Iran plans to sue Israel in international bodies for “crimes” against its nuclear scientists as it claims the arrest of a Zionist spy ring but reveals scant details.
“The issue that we will actively pursue is the condemnation of this illegal regime (Israel) and its punishment as the perpetrator of crimes against humanity and our scientists,” Iranian Foreign Ministry Spokesman Ramin Mehmanparast said at his weekly press briefing on Tuesday, as reported by the semi-official Iranian PRESS TV.
“We will definitely utilize all our means and capabilities to follow up the case in international legal bodies,” he said.
Iranian officials prominently boasted that intelligence agents rounded up a 10-man spy ring, one day after it showed the picture of a man accused of being a spy. The announcement came on the eve of the assassination of nuclear science lecturer Massoud Ali-Mohammadi last January 12, and official rhetoric but scant details raise questions concerning the veracity of the claim.
Last month, Iran boasted that it had downed U.S. drones, but American officials disputed the claims, saying that if any of its drones were missing, they might have crashed on Iranian soil after a technical failure.
Besides warning Israel that it night be sued, Islamic Republic officials also cautioned Western nations if they “had a hand in such terror efforts is indicative of an ongoing state terrorism.”
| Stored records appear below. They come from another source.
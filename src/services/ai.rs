//! Client for the pricing / shelf-vision microservice.
//!
//! Responses are passed through untouched. Connection failures and timeouts
//! are reported as [`AiError::Unavailable`] so callers can tell "service down"
//! apart from "service answered with an error".

use std::time::Duration;

use reqwest::multipart::{Form, Part};
use serde::{Deserialize, Serialize};
use serde_json::Value;

use crate::error::AppError;

#[derive(Debug, thiserror::Error)]
pub enum AiError {
    #[error("AI Service Unavailable: {0}")]
    Unavailable(String),

    #[error("AI service returned {status}: {body}")]
    Rejected { status: u16, body: String },

    #[error("AI service response could not be read: {0}")]
    Malformed(String),
}

impl From<AiError> for AppError {
    fn from(err: AiError) -> Self {
        let msg = err.to_string();
        match err {
            AiError::Unavailable(_) => AppError::ServiceUnavailable(msg),
            AiError::Rejected { .. } | AiError::Malformed(_) => AppError::Upstream(msg),
        }
    }
}

// Anything short of a readable answer (refused, timed out, reset) counts as unavailable.
fn classify(err: reqwest::Error) -> AiError {
    if err.is_decode() {
        AiError::Malformed(err.to_string())
    } else {
        AiError::Unavailable(err.to_string())
    }
}

#[derive(Debug, Clone, Serialize, Deserialize, PartialEq)]
pub struct PricingRequest {
    pub product_name: String,
    pub base_price: f64,
    pub current_stock: i64,
    pub days_to_expiry: i64,
    pub competitor_price: f64,
}

#[derive(Clone)]
pub struct AiClient {
    http: reqwest::Client,
    base_url: String,
}

impl AiClient {
    pub fn new(base_url: impl Into<String>, timeout: Duration) -> Result<Self, reqwest::Error> {
        let http = reqwest::Client::builder().timeout(timeout).build()?;
        Ok(Self {
            http,
            base_url: base_url.into().trim_end_matches('/').to_string(),
        })
    }

    fn url(&self, path: &str) -> String {
        format!("{}{}", self.base_url, path)
    }

    /// `{suggested_price, multiplier, explanation, ...}` from the pricing agent.
    pub async fn optimize_price(&self, request: &PricingRequest) -> Result<Value, AiError> {
        let response = self
            .http
            .post(self.url("/pricing/optimize"))
            .json(request)
            .send()
            .await
            .map_err(classify)?;

        read_json(response).await
    }

    /// `{total_items, shelf_health, item_counts, ...}` for a shelf photo.
    pub async fn analyze_shelf_image(&self, file_name: String, image: Vec<u8>) -> Result<Value, AiError> {
        let form = Form::new().part("file", Part::bytes(image).file_name(file_name));

        let response = self
            .http
            .post(self.url("/vision/analyze"))
            .multipart(form)
            .send()
            .await
            .map_err(classify)?;

        read_json(response).await
    }
}

async fn read_json(response: reqwest::Response) -> Result<Value, AiError> {
    let status = response.status();
    if !status.is_success() {
        let body = response.text().await.unwrap_or_default();
        return Err(AiError::Rejected {
            status: status.as_u16(),
            body,
        });
    }
    response.json::<Value>().await.map_err(classify)
}

#[cfg(test)]
mod tests {
    use super::*;

    fn unreachable_client() -> AiClient {
        // Port 1 is never served in the test environment.
        AiClient::new("http://127.0.0.1:1/", Duration::from_millis(500)).unwrap()
    }

    #[test]
    fn trailing_slash_is_trimmed() {
        assert_eq!(unreachable_client().url("/pricing/optimize"), "http://127.0.0.1:1/pricing/optimize");
    }

    #[tokio::test]
    async fn unreachable_service_is_unavailable() {
        let request = PricingRequest {
            product_name: "Cough Syrup".into(),
            base_price: 120.0,
            current_stock: 30,
            days_to_expiry: 10,
            competitor_price: 110.0,
        };

        let err = unreachable_client().optimize_price(&request).await.unwrap_err();
        assert!(matches!(err, AiError::Unavailable(_)));

        let app: AppError = err.into();
        assert!(matches!(app, AppError::ServiceUnavailable(_)));
    }

    #[tokio::test]
    async fn unreachable_vision_is_unavailable() {
        let err = unreachable_client()
            .analyze_shelf_image("shelf.jpg".into(), vec![0xFF, 0xD8])
            .await
            .unwrap_err();
        assert!(matches!(err, AiError::Unavailable(_)));
    }

    #[test]
    fn rejection_maps_to_upstream() {
        let app: AppError = AiError::Rejected {
            status: 500,
            body: "boom".into(),
        }
        .into();
        assert!(matches!(app, AppError::Upstream(_)));
    }
}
"Our neighbors and the regional countries that have ties with the Zionist regime should know that any assistance given to this regime would be viewed as a threat to Iran," Intelligence Minister Heidar Moslehi told a rare news conference Tuesday
Iran’s Intelligence Ministry charged that Israel's Mossad intelligence agency trained Iranian “spies and terrorists” and that a ring was arrested. It also claimed that the alleged ring use bases in European and non-European countries.
The alleged spies “have confessed to being trained by the Mossad and receiving all of their equipment from that agency," Ismael Kowsari, a member of the National Security Commission of parliament, told Iran's Fars News Agency.
One arrested man regularly traveled to Jerusalem, according to government statements, but they incorrectly described a non-existent location as Israel’s military headquarters where he supposedly met with Mossad agents.
One day before the announcement of the arrest, Iran revealed that a human rights lawyer was sentenced to 11 years in prison.